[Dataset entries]
==*==

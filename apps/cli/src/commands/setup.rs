//! Shared setup for the commands: configuration layering, attachment loading
//! and response rendering.

use anyhow::{Context, Result};
use colored::Colorize;
use conduit_orchestrator::{AgentConfig, AgentResponse, Attachment, ResponseStatus, StepStatus};
use std::path::{Path, PathBuf};

/// Values given on the command line that override configuration.
#[derive(Debug, Default)]
pub struct Overrides {
    pub config: Option<PathBuf>,
    pub provider: Option<String>,
    pub model: Option<String>,
}

/// Loads configuration: files (or the one named by `--config`), then the
/// environment, then flags.
pub fn load_config(overrides: &Overrides) -> Result<AgentConfig> {
    let mut config = match &overrides.config {
        Some(path) => {
            let mut config = AgentConfig::load_from_file(path)
                .with_context(|| format!("Failed to load config from {}", path.display()))?;
            config.apply_env(|key| std::env::var(key).ok());
            config
        }
        None => AgentConfig::discover_and_load().context("Failed to load configuration")?,
    };
    apply_overrides(&mut config, overrides);
    config.validate().context("Invalid configuration")?;
    Ok(config)
}

fn apply_overrides(config: &mut AgentConfig, overrides: &Overrides) {
    if let Some(provider) = &overrides.provider {
        config.model.provider = Some(provider.clone());
    }
    if let Some(model) = &overrides.model {
        config.model.model_id = Some(model.clone());
    }
}

/// Reads a file into an attachment, guessing its MIME type from the name.
pub fn read_attachment(path: &Path) -> Result<Attachment> {
    let bytes = std::fs::read(path).with_context(|| format!("Failed to read {}", path.display()))?;
    let mut attachment = Attachment::new(bytes);
    if let Some(name) = path.file_name() {
        attachment = attachment.with_file_name(name.to_string_lossy());
    }
    if let Some(mime) = mime_guess::from_path(path).first() {
        attachment = attachment.with_mime_type(mime.essence_str());
    }
    Ok(attachment)
}

fn status_marker(status: StepStatus) -> colored::ColoredString {
    match status {
        StepStatus::Completed => "✓".green(),
        StepStatus::Failed => "✗".red(),
        StepStatus::Running => "…".yellow(),
        StepStatus::Pending => "·".dimmed(),
    }
}

/// Prints the plan, the step log and the output.
pub fn print_response(response: &AgentResponse) {
    match response.status {
        ResponseStatus::Error => {
            println!("{} {}", "Error:".red().bold(), response.error.as_deref().unwrap_or("unknown error"));
            return;
        }
        ResponseStatus::NeedsClarification => {
            println!(
                "{} {}",
                "?".yellow().bold(),
                response.clarification_question.as_deref().unwrap_or_default()
            );
            return;
        }
        ResponseStatus::Success => {}
    }

    println!("{}", "Plan:".bold());
    for (index, step) in response.plan.iter().enumerate() {
        println!("  {}. {} {} {}", index + 1, status_marker(step.status), step.name.cyan(), step.description.dimmed());
    }

    if !response.logs.is_empty() {
        println!();
        println!("{}", "Steps:".bold());
        for entry in &response.logs {
            println!(
                "  {} {} ({:.0} ms)",
                status_marker(entry.status),
                entry.step_name.cyan(),
                entry.duration_ms
            );
            println!("      in:  {}", entry.input_summary.dimmed());
            println!("      out: {}", entry.output_summary.dimmed());
        }
    }

    println!();
    if let Some(task_type) = response.task_type {
        println!("{} {}", "Task:".bold(), task_type);
    }
    match response.message() {
        Some(message) => println!("{message}"),
        None if !response.final_output.is_empty() => {
            let output = serde_json::to_string_pretty(&response.final_output).unwrap_or_default();
            println!("{output}");
        }
        None => {}
    }
}
//! Audio transcription through a multimodal model.

use async_trait::async_trait;
use conduit_abstraction::MultimodalModel;
use std::io::Write;
use std::path::Path;
use std::sync::Arc;
use tracing::{debug, error};

use super::AudioTranscriber;
use crate::error::ExtractionError;

/// Instruction sent with every recording.
pub const AUDIO_PROMPT: &str = "Please transcribe this audio and provide a summary.
Output ONLY valid JSON with keys:
- transcript
- one_line_summary
- bullet_points (list of 3 strings)
- five_sentence_summary
- duration (string like '5:30' or '300s')";

const DEFAULT_EXTENSION: &str = "mp3";

/// Default [`AudioTranscriber`].
///
/// The upload path needs a real file whose extension tells the provider the
/// audio format, so bytes are staged in a named temporary file that is
/// removed when it goes out of scope.
pub struct AudioService {
    model: Arc<dyn MultimodalModel>,
}

impl AudioService {
    /// Creates a transcriber on top of `model`.
    pub fn new(model: Arc<dyn MultimodalModel>) -> Self {
        Self { model }
    }
}

/// `.ext` of the uploaded file name, `.mp3` when there is none.
fn staging_suffix(file_name: Option<&str>) -> String {
    let extension = file_name
        .and_then(|name| Path::new(name).extension())
        .and_then(|ext| ext.to_str())
        .filter(|ext| !ext.is_empty())
        .unwrap_or(DEFAULT_EXTENSION);
    format!(".{extension}")
}

#[async_trait]
impl AudioTranscriber for AudioService {
    async fn transcribe(&self, audio: &[u8], file_name: Option<&str>) -> Result<String, ExtractionError> {
        let suffix = staging_suffix(file_name);
        let mut staged = tempfile::Builder::new().prefix("conduit-audio-").suffix(&suffix).tempfile()?;
        staged.write_all(audio)?;
        staged.flush()?;

        debug!(path = %staged.path().display(), bytes = audio.len(), "Staged audio for transcription");

        let response = self.model.generate_with_audio(staged.path(), AUDIO_PROMPT).await.map_err(|e| {
            error!(error = %e, "Audio processing failed");
            ExtractionError::from(e)
        })?;

        Ok(response.content)
    }
}
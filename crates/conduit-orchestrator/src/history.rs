//! Conversation history storage.
//!
//! The agent only sees history through the [`HistoryStore`] trait. The bundled
//! [`InMemoryHistoryStore`] keeps a bounded FIFO per conversation, each behind
//! its own mutex so concurrent requests on different conversations never
//! contend.

use async_trait::async_trait;
use serde::{Deserialize, Serialize};
use std::collections::{HashMap, VecDeque};
use std::fmt;
use std::sync::Arc;
use tokio::sync::{Mutex, RwLock};
use tracing::debug;

use crate::error::Result;

/// Default number of messages kept per conversation.
pub const DEFAULT_HISTORY_LIMIT: usize = 20;

/// Who wrote a history message.
#[derive(Debug, Clone, Copy, PartialEq, Eq, Serialize, Deserialize)]
#[serde(rename_all = "lowercase")]
pub enum Role {
    /// The end user.
    User,
    /// This agent.
    Agent,
    /// Bookkeeping entries such as extracted file content.
    System,
}

impl Role {
    /// Upper-case label used when history is rendered into prompts.
    pub const fn prompt_label(self) -> &'static str {
        match self {
            Role::User => "USER",
            Role::Agent => "AGENT",
            Role::System => "SYSTEM",
        }
    }
}

impl fmt::Display for Role {
    fn fmt(&self, f: &mut fmt::Formatter<'_>) -> fmt::Result {
        let s = match self {
            Role::User => "user",
            Role::Agent => "agent",
            Role::System => "system",
        };
        f.write_str(s)
    }
}

/// One entry of a conversation.
#[derive(Debug, Clone, PartialEq, Eq, Serialize, Deserialize)]
pub struct HistoryMessage {
    /// Author.
    pub role: Role,
    /// Message text.
    pub content: String,
    /// Text extracted from an attachment alongside this message.
    #[serde(default, skip_serializing_if = "Option::is_none")]
    pub extracted_content: Option<String>,
}

impl HistoryMessage {
    /// Creates a message without extracted content.
    pub fn new(role: Role, content: impl Into<String>) -> Self {
        Self { role, content: content.into(), extracted_content: None }
    }

    /// Attaches extracted content; empty text is treated as none.
    #[must_use]
    pub fn with_extracted_content(mut self, extracted: Option<String>) -> Self {
        self.extracted_content = extracted.filter(|text| !text.is_empty());
        self
    }
}

/// The last `n` messages of a history, oldest first.
pub fn recent(history: &[HistoryMessage], n: usize) -> &[HistoryMessage] {
    &history[history.len().saturating_sub(n)..]
}

/// Storage for per-conversation message logs.
#[async_trait]
pub trait HistoryStore: Send + Sync {
    /// All retained messages of a conversation, oldest first. Unknown ids
    /// yield an empty history.
    async fn get(&self, conversation_id: &str) -> Result<Vec<HistoryMessage>>;

    /// Appends a message, evicting the oldest ones beyond the store's limit.
    async fn append(&self, conversation_id: &str, message: HistoryMessage) -> Result<()>;

    /// Forgets a conversation.
    async fn clear(&self, conversation_id: &str) -> Result<()>;
}

type Conversation = Arc<Mutex<VecDeque<HistoryMessage>>>;

/// Process-local history store with a fixed per-conversation cap.
#[derive(Debug)]
pub struct InMemoryHistoryStore {
    limit: usize,
    conversations: RwLock<HashMap<String, Conversation>>,
}

impl Default for InMemoryHistoryStore {
    fn default() -> Self {
        Self::new(DEFAULT_HISTORY_LIMIT)
    }
}

impl InMemoryHistoryStore {
    /// Creates a store keeping at most `limit` messages per conversation.
    ///
    /// A limit of zero is raised to one.
    pub fn new(limit: usize) -> Self {
        Self { limit: limit.max(1), conversations: RwLock::new(HashMap::new()) }
    }

    async fn conversation(&self, conversation_id: &str) -> Option<Conversation> {
        self.conversations.read().await.get(conversation_id).cloned()
    }

    async fn conversation_or_insert(&self, conversation_id: &str) -> Conversation {
        if let Some(existing) = self.conversation(conversation_id).await {
            return existing;
        }
        let mut conversations = self.conversations.write().await;
        Arc::clone(conversations.entry(conversation_id.to_string()).or_default())
    }
}

#[async_trait]
impl HistoryStore for InMemoryHistoryStore {
    async fn get(&self, conversation_id: &str) -> Result<Vec<HistoryMessage>> {
        let Some(conversation) = self.conversation(conversation_id).await else {
            return Ok(Vec::new());
        };
        let messages = conversation.lock().await;
        Ok(messages.iter().cloned().collect())
    }

    async fn append(&self, conversation_id: &str, message: HistoryMessage) -> Result<()> {
        let conversation = self.conversation_or_insert(conversation_id).await;
        let mut messages = conversation.lock().await;

        debug!(conversation_id = %conversation_id, role = %message.role, "Appending history message");
        messages.push_back(message);
        while messages.len() > self.limit {
            messages.pop_front();
        }
        Ok(())
    }

    async fn clear(&self, conversation_id: &str) -> Result<()> {
        self.conversations.write().await.remove(conversation_id);
        Ok(())
    }
}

==*==

TASK TO CARRY OUT =
Identify the lines above with the word "bytes". Copy them.

ANSWER AREA =
    let bytes = std::fs::read(path).with_context(|| format!("Failed to read {}", path.display()))?;
    let mut attachment = Attachment::new(bytes);
/// audio format, so bytes are staged in a named temporary file that is
        debug!(path = %staged.path().display(), bytes = audio.len(), "Staged audio for transcription");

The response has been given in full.